No Special Privilege

At Milton, N. H., one night last week, an automobile careened down the street and smashed into a telephone pole. Police approached the darkened car, peered in at a bald man, pronounced him drunk, took him to the station house. When they got him under a light and saw who he was they immediately released him, preferred no charges. He was Judge Eri C. Oakes, 42, of the State Superior Court.

Ironically, one of the first cases on his docket the next morning was the trial of a drunken driver. A jury found the man guilty, Judge Oakes sentenced him to jail for 90 days, but did not impose fine or costs, suspended sentence until the man could harvest his crops. Three days later Judge Oakes sent his driver's license to the State Registrar of Motor Vehicles, his resignation from the bench to Governor John Gilbert Winant. The following day he presided at the trial of a hit-&-run driver. As the trial got under way, a court attendant tiptoed up. whispered to Judge Oakes that an assistant attorney-general of the State wanted to see him.

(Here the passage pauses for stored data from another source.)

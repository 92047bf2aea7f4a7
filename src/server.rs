use crate::error::{json_error_response, ErrorCode};
use crate::handler::{DescribeHandler, ScriptHandler, ScriptResponse};
use crate::listing;
use crate::paths::split_request_target;
use crate::pipeline::{Resolution, Resolver};
use http_body_util::combinators::BoxBody;
use http_body_util::{BodyExt, Empty, Full};
use hyper::body::{Bytes, Incoming};
use hyper::header::HeaderValue;
use hyper::service::service_fn;
use hyper::{Method, Request, Response, StatusCode};
use hyper_util::rt::{TokioExecutor, TokioIo};
use hyper_util::server::conn::auto::Builder as AutoBuilder;
use std::net::SocketAddr;
use std::path::Path;
use std::sync::Arc;
use tokio::net::{TcpListener, TcpStream};
use tokio::sync::watch;
use tracing::{debug, error, info, warn};
use uuid::Uuid;

/// Header name for request ID
const X_REQUEST_ID: &str = "x-request-id";
/// Header naming the resolution outcome
const X_RESOLUTION: &str = "x-parkgate-resolution";

/// Maximum hostname length per DNS specification
const MAX_HOSTNAME_LEN: usize = 253;

const NOT_FOUND_PAGE: &str = "<!DOCTYPE html><html><head><meta charset=\"utf-8\"><title>404 Not Found</title></head>\
<body><h1>404 Not Found</h1><p>The requested site or page could not be found.</p></body></html>";

const FORBIDDEN_PAGE: &str = "<!DOCTYPE html><html><head><meta charset=\"utf-8\"><title>403 Forbidden</title></head>\
<body><h1>403 Forbidden</h1></body></html>";

type HttpResponse = Response<BoxBody<Bytes, hyper::Error>>;

struct Shared {
    resolver: Arc<Resolver>,
    handler: Arc<dyn ScriptHandler>,
}

/// HTTP front end that resolves every request and serves the outcome
pub struct ParkServer {
    bind_addr: SocketAddr,
    resolver: Arc<Resolver>,
    handler: Arc<dyn ScriptHandler>,
    shutdown_rx: watch::Receiver<bool>,
}

impl ParkServer {
    pub fn new(bind_addr: SocketAddr, resolver: Arc<Resolver>, shutdown_rx: watch::Receiver<bool>) -> Self {
        Self {
            bind_addr,
            resolver,
            handler: Arc::new(DescribeHandler),
            shutdown_rx,
        }
    }

    /// Replace the script handler (default: [`DescribeHandler`])
    pub fn with_handler(mut self, handler: Arc<dyn ScriptHandler>) -> Self {
        self.handler = handler;
        self
    }

    pub async fn run(self) -> anyhow::Result<()> {
        let listener = TcpListener::bind(self.bind_addr).await?;
        self.serve(listener).await
    }

    /// Accept connections on an already bound listener until shutdown is signalled.
    pub async fn serve(self, listener: TcpListener) -> anyhow::Result<()> {
        let addr = listener.local_addr()?;
        info!(addr = %addr, drivers = self.resolver.registry().len(), "Server listening (HTTP/1.1 and HTTP/2)");

        let shared = Arc::new(Shared {
            resolver: self.resolver,
            handler: self.handler,
        });
        let mut shutdown_rx = self.shutdown_rx;

        loop {
            tokio::select! {
                result = listener.accept() => {
                    match result {
                        Ok((stream, addr)) => {
                            let shared = Arc::clone(&shared);
                            tokio::spawn(async move {
                                if let Err(e) = handle_connection(stream, addr, shared).await {
                                    debug!(addr = %addr, error = %e, "Connection error");
                                }
                            });
                        }
                        Err(e) => {
                            error!(error = %e, "Failed to accept connection");
                        }
                    }
                }
                _ = shutdown_rx.changed() => {
                    if *shutdown_rx.borrow() {
                        info!("Server shutting down");
                        break;
                    }
                }
            }
        }

        Ok(())
    }
}

async fn handle_connection(stream: TcpStream, addr: SocketAddr, shared: Arc<Shared>) -> anyhow::Result<()> {
    let io = TokioIo::new(stream);

    let service = service_fn(move |req: Request<Incoming>| {
        let shared = Arc::clone(&shared);
        async move { handle_request(req, shared, addr).await }
    });

    AutoBuilder::new(TokioExecutor::new())
        .http1()
        .preserve_header_case(true)
        .http2()
        .max_concurrent_streams(250)
        .serve_connection(io, service)
        .await
        .map_err(|e| anyhow::anyhow!("Connection error: {}", e))?;

    Ok(())
}

async fn handle_request(
    req: Request<Incoming>,
    shared: Arc<Shared>,
    client_addr: SocketAddr,
) -> Result<HttpResponse, hyper::Error> {
    let request_id = req
        .headers()
        .get(X_REQUEST_ID)
        .and_then(|v| v.to_str().ok())
        .map(String::from)
        .unwrap_or_else(|| Uuid::new_v4().to_string());

    let Some(host) = extract_host(&req) else {
        return Ok(with_request_id(
            json_error_response(ErrorCode::MissingHostHeader, "Missing or invalid Host header"),
            &request_id,
        ));
    };

    let method = req.method().clone();
    let target = req
        .uri()
        .path_and_query()
        .map(|pq| pq.as_str().to_string())
        .unwrap_or_else(|| "/".to_string());

    let resolver = Arc::clone(&shared.resolver);
    let resolved = {
        let (host, target, method) = (host.clone(), target.clone(), method.as_str().to_string());
        tokio::task::spawn_blocking(move || resolver.resolve(&host, &target, &method)).await
    };
    let resolution = match resolved {
        Ok(resolution) => resolution,
        Err(e) => {
            error!(request_id = %request_id, host = %host, error = %e, "Resolution task failed");
            return Ok(with_request_id(
                json_error_response(ErrorCode::InternalError, "Failed to resolve request"),
                &request_id,
            ));
        }
    };

    let kind = resolution.kind();
    debug!(request_id = %request_id, client = %client_addr, host = %host, method = %method, target = %target, resolution = kind, "Request resolved");

    let response = match resolution {
        Resolution::Static(path) => serve_file(&path, &method).await,
        Resolution::Script { path, context } => {
            let handler = Arc::clone(&shared.handler);
            let executed = tokio::task::spawn_blocking(move || handler.handle(&path, &context)).await;
            match executed {
                Ok(Ok(response)) => script_response(response),
                Ok(Err(e)) => {
                    warn!(request_id = %request_id, host = %host, error = %e, "Script handler failed");
                    json_error_response(ErrorCode::ScriptFailed, "Script handler failed")
                }
                Err(e) => {
                    error!(request_id = %request_id, host = %host, error = %e, "Script task failed");
                    json_error_response(ErrorCode::InternalError, "Script task failed")
                }
            }
        }
        Resolution::Redirect(location) => redirect(&location),
        Resolution::Forbidden => html_response(StatusCode::FORBIDDEN, FORBIDDEN_PAGE),
        Resolution::NotFound => not_found(),
        Resolution::DirectoryListing(dir) => {
            let (uri, _) = split_request_target(&target);
            serve_listing(&dir, &uri, &method).await
        }
    };

    let mut response = with_request_id(response, &request_id);
    response
        .headers_mut()
        .insert(X_RESOLUTION, HeaderValue::from_static(kind));
    Ok(response)
}

/// Host header (port kept), validated to contain only hostname characters.
///
/// HTTP/2 requests carry the authority in the URI instead of a Host header.
fn extract_host(req: &Request<Incoming>) -> Option<String> {
    let host = req
        .headers()
        .get(hyper::header::HOST)
        .and_then(|h| h.to_str().ok())
        .map(String::from)
        .or_else(|| req.uri().authority().map(|a| a.as_str().to_string()))?;

    let hostname = crate::hostname::strip_port(&host);
    if hostname.is_empty() || hostname.len() > MAX_HOSTNAME_LEN {
        return None;
    }

    // Alphanumeric, hyphen, underscore and dot only; keeps control characters out of logs
    if !hostname
        .chars()
        .all(|c| c.is_ascii_alphanumeric() || c == '-' || c == '_' || c == '.')
    {
        return None;
    }

    Some(host.to_lowercase())
}

fn full_body(body: impl Into<Bytes>) -> BoxBody<Bytes, hyper::Error> {
    Full::new(body.into()).map_err(|never| match never {}).boxed()
}

fn empty_body() -> BoxBody<Bytes, hyper::Error> {
    Empty::<Bytes>::new().map_err(|never| match never {}).boxed()
}

fn with_request_id(mut response: HttpResponse, request_id: &str) -> HttpResponse {
    if let Ok(value) = HeaderValue::from_str(request_id) {
        response.headers_mut().insert(X_REQUEST_ID, value);
    }
    response
}

fn html_response(status: StatusCode, html: &'static str) -> HttpResponse {
    Response::builder()
        .status(status)
        .header(hyper::header::CONTENT_TYPE, "text/html; charset=utf-8")
        .body(full_body(html))
        .expect("valid response builder")
}

fn not_found() -> HttpResponse {
    html_response(StatusCode::NOT_FOUND, NOT_FOUND_PAGE)
}

fn redirect(location: &str) -> HttpResponse {
    let Ok(location) = HeaderValue::from_str(location) else {
        return not_found();
    };
    Response::builder()
        .status(StatusCode::MOVED_PERMANENTLY)
        .header(hyper::header::LOCATION, location)
        .header(hyper::header::CONTENT_TYPE, "text/plain")
        .body(full_body("Redirecting"))
        .expect("valid response builder")
}

fn allows_read(method: &Method) -> bool {
    method == Method::GET || method == Method::HEAD
}

/// Stream a file with a guessed content type. A file that vanished since resolution
/// is a 404.
async fn serve_file(path: &Path, method: &Method) -> HttpResponse {
    if !allows_read(method) {
        return json_error_response(ErrorCode::MethodNotAllowed, "Static files only answer GET and HEAD");
    }

    let body = match tokio::fs::read(path).await {
        Ok(body) => body,
        Err(e) => {
            debug!(path = %path.display(), error = %e, "Static file could not be read");
            return not_found();
        }
    };

    let mime = mime_guess::from_path(path).first_or_octet_stream();
    let builder = Response::builder()
        .status(StatusCode::OK)
        .header(hyper::header::CONTENT_TYPE, mime.as_ref())
        .header(hyper::header::CONTENT_LENGTH, body.len());

    let body = if method == Method::HEAD {
        empty_body()
    } else {
        full_body(body)
    };
    builder.body(body).expect("valid response builder")
}

async fn serve_listing(dir: &Path, uri: &str, method: &Method) -> HttpResponse {
    if !allows_read(method) {
        return json_error_response(ErrorCode::MethodNotAllowed, "Directory listings only answer GET and HEAD");
    }

    match listing::render(dir, uri).await {
        Ok(html) => Response::builder()
            .status(StatusCode::OK)
            .header(hyper::header::CONTENT_TYPE, "text/html; charset=utf-8")
            .body(if method == Method::HEAD { empty_body() } else { full_body(html) })
            .expect("valid response builder"),
        Err(e) => {
            debug!(dir = %dir.display(), error = %e, "Directory listing failed");
            not_found()
        }
    }
}

fn script_response(script: ScriptResponse) -> HttpResponse {
    let mut response = Response::builder().status(script.status);
    for (name, value) in &script.headers {
        if let Ok(value) = HeaderValue::from_str(value) {
            response = response.header(name.as_str(), value);
        }
    }
    response
        .body(full_body(script.body))
        .unwrap_or_else(|e| {
            warn!(error = %e, "Script handler produced an invalid response");
            json_error_response(ErrorCode::ScriptFailed, "Script handler produced an invalid response")
        })
}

With a tragic, white face Judge Oakes returned from his conference. "I am obliged to call this a mistrial," he said. Court attendants flocked around him sympathetically, watched him walk slowly out of the courtroom. When he got home he sent his motherless 14-year-old daughter away, climbed into bed, telephoned his friend the county medical referee to come over to his house. Then Judge Oakes shot himself through the head with a revolver.

In the mail was a letter from Governor Winant accepting his resignation: "I want you to know I respect your desire to accord special privilege to no man."